В это время до слуха ребят донеслись звуки телефонного звонка: звонила Настя Лопухина. Она сообщила, что телефон Тани Ремез вот уже как минут двадцать не отвечает, высказав предположение о причине молчания подруги. Ребята согласились с Настиными доводами, будучи в курсе Таниных дел: за последние дни она просто помешалась на своих шаровых молниях, и гоняется за ними по всем окрестностям Крутогорска. Чем же иным можно объяснить её отсутствие дома? А время позднее, на дворе непогода, за городом – страшно и подумать – бушует неистовство ночной, небесной стихии…
Через пять минут друзья уже бежали в направлении особняка Ремезов. В длиннополых, непромокаемых плащах, торопливо накинутых на плечи, в плотной завесе моросящего дождя, застилающей свет огней ночного освещения, со стороны они спокойно могли сойти за одиноких призраков-приведений, отправившихся на свершение каких-то недобрых, неблаговидных дел, коих на Руси-матушке к этому времени стало свершаться всё больше и больше по причине угрожающего возрастания нестабильности в стране. Этим обстоятельством можно было объяснить и тщетность попыток друзей поймать хоть какой-нибудь вид транспорта, чтобы, если это потребуется, прийти на помощь своему ближнему. Но ни один водитель редкого в эту позднюю пору транспорта не желал – да это и понятно – останавливаться, опасаясь уже не за свой кошелёк, нет, за свою жизнь.
До этого ребята уже успели побывать в доме Ремезов. Калитка, как и полагается,, была закрыта, а вот ворота – только прикрыты, и распахнулись сами собой от первого же прикосновения. Окна особняка чернели провалами своих глазниц, свидетельствуя о том, что хозяйка или спит, или же её нет дома: на звуки квартирного звонка никто не отзывался. Двери в дом и в подвальное помещение, где размещалась недавно оборудованная совместными усилиями домашняя лаборатория, были накрепко закрыты, а вот гараж с полураспахнутыми створками дверей оказался пустым. В воздухе ещё носился лёгкий запах выхлопных газов.
– Видать, где-то полчаса назад, как выехала, – высказал Сапожков своё предположение.
– А это мы попытаемся сейчас выяснить, – пробурчал себе под нос Малышев, извлекая из-под плаща «Дешифратор» и прилаживая его на своей груди. – Так, ставим на двадцать три часа и ускоренным ходом времени просматриваем цепочку событий до того времени, пока в гараже не появится Таня. – Он щёлкнул тумблером подачи питания.
С минуту экран высвечивал внутренность гаража с одиноко стоявшей в нём «Победой». Но вот, как будто из-за экрана, появилась чья-то спина; потом полностью обрисовалась стать девичьей фигуры в плаще с откинутым капюшоном.

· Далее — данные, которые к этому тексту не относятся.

//! Opening handshake over HTTP/1.1 and socket startup.

use crate::connection::{open_stream, ConnectionConfig};
use crate::error::ClientError;
use crate::stream::ClientStream;
use bytes::Bytes;
use http::header::{HeaderName, HeaderValue, HOST};
use http::{Method, Request, StatusCode};
use http_body_util::Empty;
use hyper::client::conn::http1;
use hyper_util::rt::TokioIo;
use wsline_core::{Connecting, WebSocket};
use wsline_protocol::{ClientHandshake, WebSocketError};

/// WebSocket client bound to one target URL.
#[derive(Debug, Clone)]
pub struct Client {
    config: ConnectionConfig,
}

impl Client {
    pub fn new(config: ConnectionConfig) -> Self {
        Self { config }
    }

    pub fn config(&self) -> &ConnectionConfig {
        &self.config
    }

    /// Opens a new connection: TCP, optional TLS, then the upgrade request.
    ///
    /// Bytes the server sent right behind its `101` response are handed to
    /// the socket before anything else it reads.
    pub async fn connect(&self) -> Result<WebSocket, ClientError> {
        let connecting = Connecting::new(&self.config.socket_config());

        match self.handshake().await {
            Ok((stream, read_ahead)) => {
                tracing::debug!(
                    "{} upgraded ({} bytes read ahead)",
                    self.config.url,
                    read_ahead.len()
                );
                Ok(connecting.attach(stream, read_ahead).await?)
            }
            Err(ClientError::WebSocket(err)) => Err(connecting.abort(err).await.into()),
            Err(err) => {
                connecting.abort(WebSocketError::connection_closed()).await;
                Err(err)
            }
        }
    }

    async fn handshake(&self) -> Result<(ClientStream, Bytes), ClientError> {
        let stream = open_stream(&self.config).await?;

        let (mut sender, conn) = http1::handshake(TokioIo::new(stream)).await?;
        tokio::spawn(async move {
            if let Err(e) = conn.with_upgrades().await {
                tracing::debug!("HTTP connection error: {}", e);
            }
        });

        let handshake = ClientHandshake::new();
        let request = self.build_request(&handshake)?;

        tracing::debug!("Sending upgrade request for {}", self.config.resource());
        let mut response = sender.send_request(request).await?;

        if response.status() != StatusCode::SWITCHING_PROTOCOLS {
            return Err(ClientError::UnexpectedStatus(response.status().as_u16()));
        }
        handshake.verify(response.headers())?;

        let upgraded = hyper::upgrade::on(&mut response).await?;
        let parts = upgraded
            .downcast::<TokioIo<ClientStream>>()
            .map_err(|_| ClientError::InvalidRequest("upgraded stream has unexpected type".into()))?;

        Ok((parts.io.into_inner(), parts.read_buf))
    }

    fn build_request(&self, handshake: &ClientHandshake) -> Result<Request<Empty<Bytes>>, ClientError> {
        let mut request = Request::builder()
            .method(Method::GET)
            .uri(self.config.resource())
            .header(HOST, self.config.host_header())
            .body(Empty::new())
            .map_err(|e| ClientError::InvalidRequest(e.to_string()))?;

        let headers = request.headers_mut();
        for (name, value) in &self.config.headers {
            let name = HeaderName::from_bytes(name.as_bytes())
                .map_err(|e| ClientError::InvalidRequest(format!("header {:?}: {}", name, e)))?;
            let value = HeaderValue::from_str(value)
                .map_err(|e| ClientError::InvalidRequest(format!("header {:?}: {}", name, e)))?;
            headers.append(name, value);
        }
        handshake.apply(headers)?;

        Ok(request)
    }
}

/// Connects to a `ws://` or `wss://` URL with default settings.
pub async fn connect(url: &str) -> Result<WebSocket, ClientError> {
    Client::new(ConnectionConfig::new(url)?).connect().await
}

#[cfg(test)]
mod tests {
    use super::*;
    use bytes::BytesMut;
    use tokio::io::{AsyncReadExt, AsyncWriteExt};
    use tokio::net::{TcpListener, TcpStream};
    use wsline_core::Message;
    use wsline_protocol::{accept_key, ErrorCode, Frame};

    /// Reads an HTTP request head and returns its `Sec-WebSocket-Key`.
    async fn read_request(stream: &mut TcpStream) -> (String, String) {
        let mut buf = BytesMut::new();
        while !buf.windows(4).any(|w| w == b"\r\n\r\n") {
            assert!(stream.read_buf(&mut buf).await.unwrap() > 0);
        }
        let head = String::from_utf8(buf.to_vec()).unwrap();
        let key = head
            .lines()
            .find_map(|line| {
                let (name, value) = line.split_once(':')?;
                name.eq_ignore_ascii_case("sec-websocket-key")
                    .then(|| value.trim().to_string())
            })
            .unwrap();
        (head, key)
    }

    /// Serves one connection: answers with `respond(key)` and returns the request head.
    async fn serve_once(
        respond: impl FnOnce(&str) -> Vec<u8> + Send + 'static,
    ) -> (String, tokio::task::JoinHandle<(String, TcpStream)>) {
        let listener = TcpListener::bind("127.0.0.1:0").await.unwrap();
        let url = format!("ws://{}/chat?room=1", listener.local_addr().unwrap());

        let task = tokio::spawn(async move {
            let (mut stream, _) = listener.accept().await.unwrap();
            let (head, key) = read_request(&mut stream).await;
            stream.write_all(&respond(&key)).await.unwrap();
            (head, stream)
        });
        (url, task)
    }

    fn switching(accept: &str) -> Vec<u8> {
        format!(
            "HTTP/1.1 101 Switching Protocols\r\n\
             Upgrade: websocket\r\n\
             Connection: Upgrade\r\n\
             Sec-WebSocket-Accept: {}\r\n\r\n",
            accept
        )
        .into_bytes()
    }

    #[tokio::test]
    async fn test_read_ahead_delivered_first() {
        let (url, server) = serve_once(|key| {
            let mut response = switching(&accept_key(key));
            response.extend_from_slice(&Frame::text("welcome").encode().unwrap());
            response
        })
        .await;

        let config = ConnectionConfig::new(&url)
            .unwrap()
            .with_header("Sec-WebSocket-Protocol", "chat");
        let mut socket = Client::new(config).connect().await.unwrap();

        let message = socket.next_message().await.unwrap().unwrap();
        assert_eq!(message, Message::text("welcome"));

        let (head, _stream) = server.await.unwrap();
        assert!(head.starts_with("GET /chat?room=1 HTTP/1.1\r\n"));
        let lower = head.to_ascii_lowercase();
        assert!(lower.contains("upgrade: websocket"));
        assert!(lower.contains("sec-websocket-version: 13"));
        assert!(lower.contains("sec-websocket-protocol: chat"));
    }

    #[tokio::test]
    async fn test_wrong_accept_rejected() {
        let (url, _server) = serve_once(|_| switching("AAAAAAAAAAAAAAAAAAAAAAAAAAA=")).await;

        let err = connect(&url).await.unwrap_err();
        assert_eq!(err.code(), Some(ErrorCode::InvalidAcceptHeader));
    }

    #[tokio::test]
    async fn test_non_upgrade_response_rejected() {
        let (url, _server) = serve_once(|_| {
            b"HTTP/1.1 404 Not Found\r\nContent-Length: 0\r\n\r\n".to_vec()
        })
        .await;

        let err = connect(&url).await.unwrap_err();
        assert!(matches!(err, ClientError::UnexpectedStatus(404)));
    }

    #[tokio::test]
    async fn test_connect_refused_is_network_error() {
        let listener = TcpListener::bind("127.0.0.1:0").await.unwrap();
        let addr = listener.local_addr().unwrap();
        drop(listener);

        let err = connect(&format!("ws://{}", addr)).await.unwrap_err();
        assert_eq!(err.code(), Some(ErrorCode::NetworkError));
    }
}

Ребята прошли под навес над крыльцом и уже оттуда, как бы со стороны и издали, наблюдали за действиями Тани Ремез. Малышев не торопился замедлять ход времени прибора, и поэтому все её движения носили быстрый, комичный характер, как в немом кинематографе начала двадцатого столетия. Цифры электронного счётчика-индикатора времени, отсчитывающие, особенно – минуты и секунды, почти сливались в своём быстром мелькании.